* How to complete this task
Determine how many lines in the records that follow hold the string "pending". Only that number should be returned.

* Provided records
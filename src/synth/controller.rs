use super::config::{AdsrParams, SynthConfig};
use super::envelope::{EnvelopeScheduler, GainParam};
use super::error::ConfigError;
use super::oscillator::{Emission, GeneratorEnded, GeneratorId, ToneGenerator};

/// Whether the controller is holding a note. `Idle` means "accepting new notes";
/// a released note may still be ringing out.
#[derive(Debug, Clone, Copy, PartialEq)]
pub enum NoteState {
    Idle,
    Sounding { frequency: f32, start_time: f64 },
}

/// Single-voice note lifecycle: owns the envelope gain stage and the one
/// tone generator that may be connected to it.
#[derive(Debug, Clone)]
pub struct NoteController {
    state: NoteState,
    envelope: EnvelopeScheduler,
    gain: GainParam,
    generator: Option<ToneGenerator>,
    next_generator_id: u64,
    stop_margin: f64,
}

impl NoteController {
    pub fn new(params: AdsrParams, stop_margin: f32) -> Self {
        Self {
            state: NoteState::Idle,
            envelope: EnvelopeScheduler::new(params),
            gain: GainParam::new(0.0),
            generator: None,
            next_generator_id: 0,
            stop_margin: stop_margin.max(0.0) as f64,
        }
    }

    pub fn from_config(config: &SynthConfig) -> Result<Self, ConfigError> {
        config.validate()?;
        Ok(Self::new(config.adsr()?, config.stop_margin))
    }

    pub fn state(&self) -> NoteState {
        self.state
    }

    pub fn is_playing(&self) -> bool {
        matches!(self.state, NoteState::Sounding { .. })
    }

    pub fn gain(&self) -> &GainParam {
        &self.gain
    }

    pub fn generator(&self) -> Option<&ToneGenerator> {
        self.generator.as_ref()
    }

    /// Starts a note, or retriggers the held one.
    ///
    /// The current generator is kept only if it is still playing at the same
    /// pitch; otherwise it is disconnected and replaced. Attack always restarts
    /// from the live gain.
    pub fn note_on(&mut self, frequency: f32, now: f64) {
        if !(frequency.is_finite() && frequency > 0.0) {
            log::warn!("Note on ignored: invalid frequency {}", frequency);
            return;
        }

        let keep_generator = matches!(
            &self.generator,
            Some(g) if !g.is_stopping() && g.frequency() == frequency
        );
        if !keep_generator {
            if let Some(old) = self.generator.take() {
                log::debug!("Disconnecting generator {:?} (superseded)", old.id());
            }
            let id = self.allocate_generator_id();
            self.generator = Some(ToneGenerator::start(id, frequency, now));
        }

        match self.state {
            NoteState::Idle => log::debug!("Note on {:.1} Hz at {:.3}s", frequency, now),
            NoteState::Sounding { .. } => {
                log::debug!("Retrigger {:.1} Hz at {:.3}s", frequency, now)
            }
        }

        self.envelope.schedule_attack_decay(now, &mut self.gain);
        self.state = NoteState::Sounding {
            frequency,
            start_time: now,
        };
    }

    /// Releases the held note. The generator keeps running through the release
    /// tail and stops `stop_margin` after silence. No-op while idle.
    pub fn note_off(&mut self, now: f64) {
        if !self.is_playing() {
            log::debug!("Note off ignored at {:.3}s: no note is sounding", now);
            return;
        }

        let silent_at = self.envelope.schedule_release(now, &mut self.gain);
        if let Some(generator) = self.generator.as_mut() {
            if let Err(e) = generator.stop(silent_at + self.stop_margin) {
                log::warn!("Generator {:?} could not be stopped: {}", generator.id(), e);
            }
        }
        self.state = NoteState::Idle;
        log::debug!("Note off at {:.3}s", now);
    }

    /// Renders one sample of generator output through the envelope gain.
    /// Returns a completion signal on the sample the generator ends.
    pub fn render(&mut self, now: f64, sample_rate: f32) -> (f32, Option<GeneratorEnded>) {
        let gain = self.gain.value_at(now);
        match self.generator.as_mut().map(|g| g.render(now, sample_rate)) {
            Some(Emission::Sample(sample)) => (sample * gain, None),
            Some(Emission::Ended(ended)) => (0.0, Some(ended)),
            Some(Emission::Silent) | None => (0.0, None),
        }
    }

    /// Drops automation points the clock has passed.
    pub fn advance(&mut self, now: f64) {
        self.gain.advance(now);
    }

    /// Deferred cleanup for a finished generator. Signals naming a generator
    /// that has already been replaced are ignored.
    pub fn on_generator_ended(&mut self, ended: GeneratorEnded) {
        match &self.generator {
            Some(current) if current.id() == ended.id => {
                log::debug!("Generator {:?} finished, disconnecting", ended.id);
                self.generator = None;
            }
            _ => log::debug!("Ignoring stale completion from generator {:?}", ended.id),
        }
    }

    fn allocate_generator_id(&mut self) -> GeneratorId {
        self.next_generator_id += 1;
        GeneratorId(self.next_generator_id)
    }
}

#[cfg(test)]
mod tests {
    use super::*;
    use approx::assert_abs_diff_eq;

    fn controller() -> NoteController {
        NoteController::new(AdsrParams::new(0.1, 0.1, 0.3, 0.2).unwrap(), 0.01)
    }

    #[test]
    fn test_note_on_from_idle() {
        let mut ctl = controller();
        ctl.note_on(440.0, 0.0);

        assert_eq!(
            ctl.state(),
            NoteState::Sounding {
                frequency: 440.0,
                start_time: 0.0
            }
        );
        let generator = ctl.generator().unwrap();
        assert_eq!(generator.frequency(), 440.0);
        assert!(!generator.is_stopping());
        assert_abs_diff_eq!(ctl.gain().value_at(0.1), 1.0, epsilon = 1e-5);
    }

    #[test]
    fn test_note_off_mid_decay() {
        let mut ctl = controller();
        ctl.note_on(440.0, 0.0);
        ctl.note_off(0.15);

        assert_eq!(ctl.state(), NoteState::Idle);
        assert_abs_diff_eq!(ctl.gain().value_at(0.15), 0.65, epsilon = 1e-5);
        assert_abs_diff_eq!(ctl.gain().value_at(0.35), 0.0, epsilon = 1e-5);
        let stop_at = ctl.generator().unwrap().stop_time().unwrap();
        assert_abs_diff_eq!(stop_at, 0.36, epsilon = 1e-6);
    }

    #[test]
    fn test_note_off_while_idle_is_noop() {
        let mut ctl = controller();
        ctl.note_off(0.0);
        assert_eq!(ctl.state(), NoteState::Idle);
        assert!(ctl.generator().is_none());
        assert!(ctl.gain().pending().is_empty());

        ctl.note_on(220.0, 0.0);
        ctl.note_off(0.3);
        let pending_before = ctl.gain().pending().to_vec();
        let stop_before = ctl.generator().unwrap().stop_time();

        ctl.note_off(0.32);
        assert_eq!(ctl.gain().pending(), pending_before.as_slice());
        assert_eq!(ctl.generator().unwrap().stop_time(), stop_before);
    }

    #[test]
    fn test_invalid_frequency_is_ignored() {
        let mut ctl = controller();
        ctl.note_on(0.0, 0.0);
        ctl.note_on(f32::NAN, 0.0);
        assert_eq!(ctl.state(), NoteState::Idle);
        assert!(ctl.generator().is_none());
    }

    #[test]
    fn test_retrigger_same_pitch_keeps_generator() {
        let mut ctl = controller();
        ctl.note_on(440.0, 0.0);
        let first = ctl.generator().unwrap().id();
        ctl.note_on(440.0, 0.05);

        assert_eq!(ctl.generator().unwrap().id(), first);
        assert_abs_diff_eq!(ctl.gain().value_at(0.05), 0.5, epsilon = 1e-5);
    }

    #[test]
    fn test_retrigger_new_pitch_replaces_generator() {
        let mut ctl = controller();
        ctl.note_on(220.0, 0.0);
        let first = ctl.generator().unwrap().id();
        ctl.note_on(330.0, 0.05);

        let current = ctl.generator().unwrap();
        assert_ne!(current.id(), first);
        assert_eq!(current.frequency(), 330.0);
    }

    #[test]
    fn test_note_on_during_release_replaces_stopping_generator() {
        let mut ctl = controller();
        ctl.note_on(220.0, 0.0);
        ctl.note_off(0.3);
        let released = ctl.generator().unwrap().id();

        ctl.note_on(220.0, 0.4);
        let current = ctl.generator().unwrap();
        assert_ne!(current.id(), released);
        assert!(!current.is_stopping());
        // Attack restarts from wherever the release had reached
        assert_abs_diff_eq!(ctl.gain().value_at(0.4), 0.15, epsilon = 1e-5);
    }

    #[test]
    fn test_stale_completion_is_ignored() {
        let mut ctl = controller();
        ctl.note_on(220.0, 0.0);
        ctl.note_off(0.05);
        let old = ctl.generator().unwrap().id();
        ctl.note_on(330.0, 0.1);

        ctl.on_generator_ended(GeneratorEnded { id: old });
        assert_eq!(ctl.generator().unwrap().frequency(), 330.0);
    }

    #[test]
    fn test_completion_clears_matching_handle() {
        let mut ctl = controller();
        ctl.note_on(220.0, 0.0);
        ctl.note_off(0.2);

        let mut ended = None;
        let mut t = 0.2;
        while t < 1.0 && ended.is_none() {
            ended = ctl.render(t, 1000.0).1;
            t += 0.001;
        }
        let ended = ended.expect("generator should end after the release tail");
        ctl.on_generator_ended(ended);
        assert!(ctl.generator().is_none());
        assert_eq!(ctl.render(t, 1000.0), (0.0, None));
    }
}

* Answer
3